Esta palavra - fome - era então um tema proibido, tratada como fenômeno natural. Josué pegou a estrada, correu trechos, conheceu o Brasil. “O assunto deste livro é bastante delicado e perigoso”, advertia o autor, já no prefácio. “A tal ponto delicado e perigoso que se constituiu num dos tabus de nossa civilização”.
Segundo ele, era “realmente estranho, chocante, o fato de que, num mundo como o nosso, caracterizado por tão excessiva capacidade de escrever-se e de publicar-se, haja até hoje tão pouca coisa escrita acerca do fenômeno da fome, em suas diferentes manifestações”.

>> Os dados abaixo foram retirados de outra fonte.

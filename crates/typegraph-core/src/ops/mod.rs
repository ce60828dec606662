pub mod mutator;
pub mod store;
pub mod synthesizer;
pub mod working_set;

pub use mutator::{DeleteAction, DeleteRequest, RelationshipMutator};
pub use store::{EntityTypeStore, InMemoryEntityTypeStore};
pub use synthesizer::RelationshipSynthesizer;
pub use working_set::{JournalChange, JournalEntry, WorkingSet};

Josué se perguntava quais eram os fatores ocultos desta “verdadeira conspiração de silêncio” em torno da fome. Seria por simples obra do acaso que o tema não atraía o interesse dos espíritos criadores daqueles tempos? “Não cremos”, ele respondeu. “Longe de traduzir obra do acaso, [o fenômeno] parece condicionado às mesmas leis gerais que regulam as outras manifestações sociais”, destacou.
Silêncio premeditado
De acordo com ele, tratava-se de um “silêncio premeditado pela própria alma da cultura”. E explicou: “Foram os interesses e os preconceitos de ordem moral e de ordem política e econômica de nossa chamada civilização ocidental que tornaram a fome um tema proibido, ou pelo menos pouco aconselhável de ser abordado publicamente”.
Na época, causaram espanto, mas também propiciaram reflexões, no Brasil e no mundo, frases célebres como esta: “Enquanto metade da humanidade não come, a outra metade não dorme, com medo da que não come”.

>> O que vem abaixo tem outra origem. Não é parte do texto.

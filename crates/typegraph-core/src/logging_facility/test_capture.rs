//! In-memory capture of log events for test assertions

use std::collections::HashMap;
use std::sync::{Arc, Mutex, OnceLock};
use tracing::field::{Field, Visit};
use tracing::{Level, Subscriber};
use tracing_subscriber::layer::{Context, SubscriberExt};
use tracing_subscriber::registry::LookupSpan;
use tracing_subscriber::util::SubscriberInitExt;
use tracing_subscriber::Layer;
use typegraph_core_types::schema::{FIELD_COMPONENT, FIELD_EVENT, FIELD_OP, FIELD_WORKSPACE_ID};

/// A captured log event with all its fields rendered as strings
#[derive(Clone, Debug)]
pub struct CapturedEvent {
    pub level: Level,
    pub component: Option<String>,
    pub op: Option<String>,
    pub event: Option<String>,
    pub fields: HashMap<String, String>,
}

impl CapturedEvent {
    pub fn field(&self, name: &str) -> Option<&str> {
        self.fields.get(name).map(String::as_str)
    }
}

/// Renders every recorded value as a string keyed by field name
#[derive(Default)]
struct FieldVisitor(HashMap<String, String>);

impl FieldVisitor {
    fn put(&mut self, field: &Field, value: String) {
        self.0.insert(field.name().to_string(), value);
    }
}

impl Visit for FieldVisitor {
    fn record_debug(&mut self, field: &Field, value: &dyn std::fmt::Debug) {
        self.put(field, format!("{:?}", value));
    }

    fn record_str(&mut self, field: &Field, value: &str) {
        self.put(field, value.to_string());
    }

    fn record_i64(&mut self, field: &Field, value: i64) {
        self.put(field, value.to_string());
    }

    fn record_u64(&mut self, field: &Field, value: u64) {
        self.put(field, value.to_string());
    }

    fn record_bool(&mut self, field: &Field, value: bool) {
        self.put(field, value.to_string());
    }
}

/// Layer that appends every event to a shared buffer
pub struct TestCaptureLayer {
    events: Arc<Mutex<Vec<CapturedEvent>>>,
}

impl TestCaptureLayer {
    pub fn new() -> (Self, TestCapture) {
        let events = Arc::new(Mutex::new(Vec::new()));
        let layer = Self {
            events: events.clone(),
        };
        (layer, TestCapture { events })
    }
}

impl<S> Layer<S> for TestCaptureLayer
where
    S: Subscriber + for<'a> LookupSpan<'a>,
{
    fn on_event(&self, event: &tracing::Event<'_>, _ctx: Context<'_, S>) {
        let mut visitor = FieldVisitor::default();
        event.record(&mut visitor);
        let fields = visitor.0;

        let captured = CapturedEvent {
            level: *event.metadata().level(),
            component: fields.get(FIELD_COMPONENT).cloned(),
            op: fields.get(FIELD_OP).cloned(),
            event: fields.get(FIELD_EVENT).cloned(),
            fields,
        };

        self.events
            .lock()
            .map(|mut events| events.push(captured))
            .ok();
    }
}

/// Handle for reading captured events
#[derive(Clone)]
pub struct TestCapture {
    events: Arc<Mutex<Vec<CapturedEvent>>>,
}

impl TestCapture {
    pub fn events(&self) -> Vec<CapturedEvent> {
        self.events.lock().map(|e| e.clone()).unwrap_or_default()
    }

    /// Events for one operation name, in emission order
    pub fn events_for_op(&self, op: &str) -> Vec<CapturedEvent> {
        self.events()
            .into_iter()
            .filter(|e| e.op.as_deref() == Some(op))
            .collect()
    }

    /// # Panics
    ///
    /// Panics if no event matches `op` and `event`
    pub fn assert_event_exists(&self, op: &str, event: &str) {
        let events = self.events();
        let found = events
            .iter()
            .any(|e| e.op.as_deref() == Some(op) && e.event.as_deref() == Some(event));
        assert!(
            found,
            "Expected event op={} event={} not found in {} captured events",
            op,
            event,
            events.len()
        );
    }

    /// Events carrying `workspace_id`, in emission order
    ///
    /// Tests that run a mutator against their own workspace use this to
    /// ignore events from tests running in parallel.
    pub fn events_in_workspace(&self, workspace_id: &str) -> Vec<CapturedEvent> {
        self.events()
            .into_iter()
            .filter(|e| e.field(FIELD_WORKSPACE_ID) == Some(workspace_id))
            .collect()
    }

    pub fn count_events<F>(&self, predicate: F) -> usize
    where
        F: Fn(&CapturedEvent) -> bool,
    {
        self.events().iter().filter(|e| predicate(e)).count()
    }
}

static GLOBAL_CAPTURE: OnceLock<TestCapture> = OnceLock::new();

/// Install the capture layer as the global subscriber (once) and return a handle
///
/// The buffer is shared by every test in the binary, so assertions should
/// filter on an operation name or field value unique to the test.
pub fn init_test_capture() -> TestCapture {
    GLOBAL_CAPTURE
        .get_or_init(|| {
            let (layer, capture) = TestCaptureLayer::new();
            tracing_subscriber::registry().with(layer).init();
            capture
        })
        .clone()
}

#[cfg(test)]
mod tests {
    use super::*;

    #[test]
    fn test_captured_event_field_lookup() {
        let mut fields = HashMap::new();
        fields.insert("workspace_id".to_string(), "ws-1".to_string());
        let event = CapturedEvent {
            level: Level::INFO,
            component: None,
            op: Some("create_relationships".to_string()),
            event: Some("start".to_string()),
            fields,
        };

        assert_eq!(event.field("workspace_id"), Some("ws-1"));
        assert_eq!(event.field("missing"), None);
    }
}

Na sua obra clássica, ele desenhou o mapa da fome no Brasil, dividindo-o em cinco partes, de acordo com o contexto alimentar de cada uma: Amazônia, Nordeste açucareiro (apenas Zona da Mata e litoral), Sertão Nordestino, Centro-Oeste (aqui ele incluiu Minas Gerais) e o Sul.

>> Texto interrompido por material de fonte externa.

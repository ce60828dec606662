// Integration tests for the migration framework

use rusqlite::Connection;

fn setup_test_db() -> Connection {
    Connection::open_in_memory().expect("Failed to create in-memory database")
}

fn get_table_names(conn: &Connection) -> Vec<String> {
    let mut stmt = conn
        .prepare("SELECT name FROM sqlite_master WHERE type = 'table' ORDER BY name")
        .unwrap();
    stmt.query_map([], |row| row.get(0))
        .unwrap()
        .collect::<Result<Vec<String>, _>>()
        .unwrap()
}

#[test]
fn test_apply_migrations_on_empty_db() {
    // Given: An empty SQLite database
    let mut conn = setup_test_db();

    // When: Migrations are applied
    let result = typegraph_store::migrations::apply_migrations(&mut conn);

    // Then: All migrations succeed
    assert!(
        result.is_ok(),
        "Migrations should succeed: {:?}",
        result.err()
    );

    // And: The expected tables exist
    let tables = get_table_names(&conn);
    assert_eq!(tables, vec!["entity_types", "schema_version"]);
}

#[test]
fn test_migration_recorded_with_checksum() {
    let mut conn = setup_test_db();
    typegraph_store::migrations::apply_migrations(&mut conn).unwrap();

    let (migration_id, checksum): (String, String) = conn
        .query_row(
            "SELECT migration_id, checksum FROM schema_version",
            [],
            |row| Ok((row.get(0)?, row.get(1)?)),
        )
        .unwrap();

    assert_eq!(migration_id, "001_entity_types");
    assert_eq!(checksum.len(), 64);
}

#[test]
fn test_migration_idempotency() {
    // Given: A database with migrations already applied
    let mut conn = setup_test_db();
    typegraph_store::migrations::apply_migrations(&mut conn).unwrap();

    // When: Migrations are applied again
    let result = typegraph_store::migrations::apply_migrations(&mut conn);

    // Then: No error and no duplicate version rows
    assert!(result.is_ok());
    let version_count: i64 = conn
        .query_row("SELECT COUNT(*) FROM schema_version", [], |row| row.get(0))
        .unwrap();
    assert_eq!(version_count, 1);
}

#[test]
fn test_unique_key_per_workspace_enforced() {
    let mut conn = setup_test_db();
    typegraph_store::migrations::apply_migrations(&mut conn).unwrap();

    let insert = "INSERT INTO entity_types (id, workspace_id, key, deleted, body, created_at, updated_at)
                  VALUES (?1, ?2, 'Employee', 0, '{}', 0, 0)";
    conn.execute(insert, ["et-1", "ws-1"]).unwrap();
    conn.execute(insert, ["et-2", "ws-2"]).unwrap();

    assert!(conn.execute(insert, ["et-3", "ws-1"]).is_err());
}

Josué destinou um capítulo a cada uma região e abordou o processo de colonização das áreas, de produção de alimentos e de aparecimento de doenças nos moradores, entre outros aspectos.
O livro, que teve prefácio de Alceu Amoroso Lima (Tristão de Athayde), foi oferecido a Euclides da Cunha, Rachel de Queiroz e José Américo de Almeida, que ele chamou de “os romancistas da fome no Brasil”.
Vida e obra
Josué Apolônio de Castro nasceu em 5 de setembro de 1908, no Recife, capital de Pernambuco, e faleceu em 24 de setembro de 1973, no exílio, em Paris (o país vivia sob o regime militar). Foi médico, nutrólogo, geógrafo, sociólogo, político, intelectual e, sobretudo, um humanista brasileiro, indicado três vezes ao Prêmio Nobel da Paz.
Ele foi embaixador do Brasil na Organização das Nações Unidas para Alimentação e Agricultura (FAO), no qual presidiu o conselho executivo. Ganhou diversos prêmios literários, de sociologia e direitos humanos, por suas ideias progressistas e libertárias. No conjunto da obra, possui dezenas de livros publicados e traduzidos para 25 idiomas, entre eles “O Livro Negro da Fome”, “Sete Palmos de Terra e um Caixão” e “Homens e Caranguejos”.
Seus estudos e pesquisas criaram as bases para a instituição do salário mínimo e do Programa Nacional de Alimentação Escolar. Pelas ideias que defendeu, em caráter pioneiro, pelo legado que dedicou às gerações seguintes e pelo exemplo de vida que deixou, Josué de Castro é o patrono do Conselho Nacional de Segurança Alimentar e Nutricional (Consea).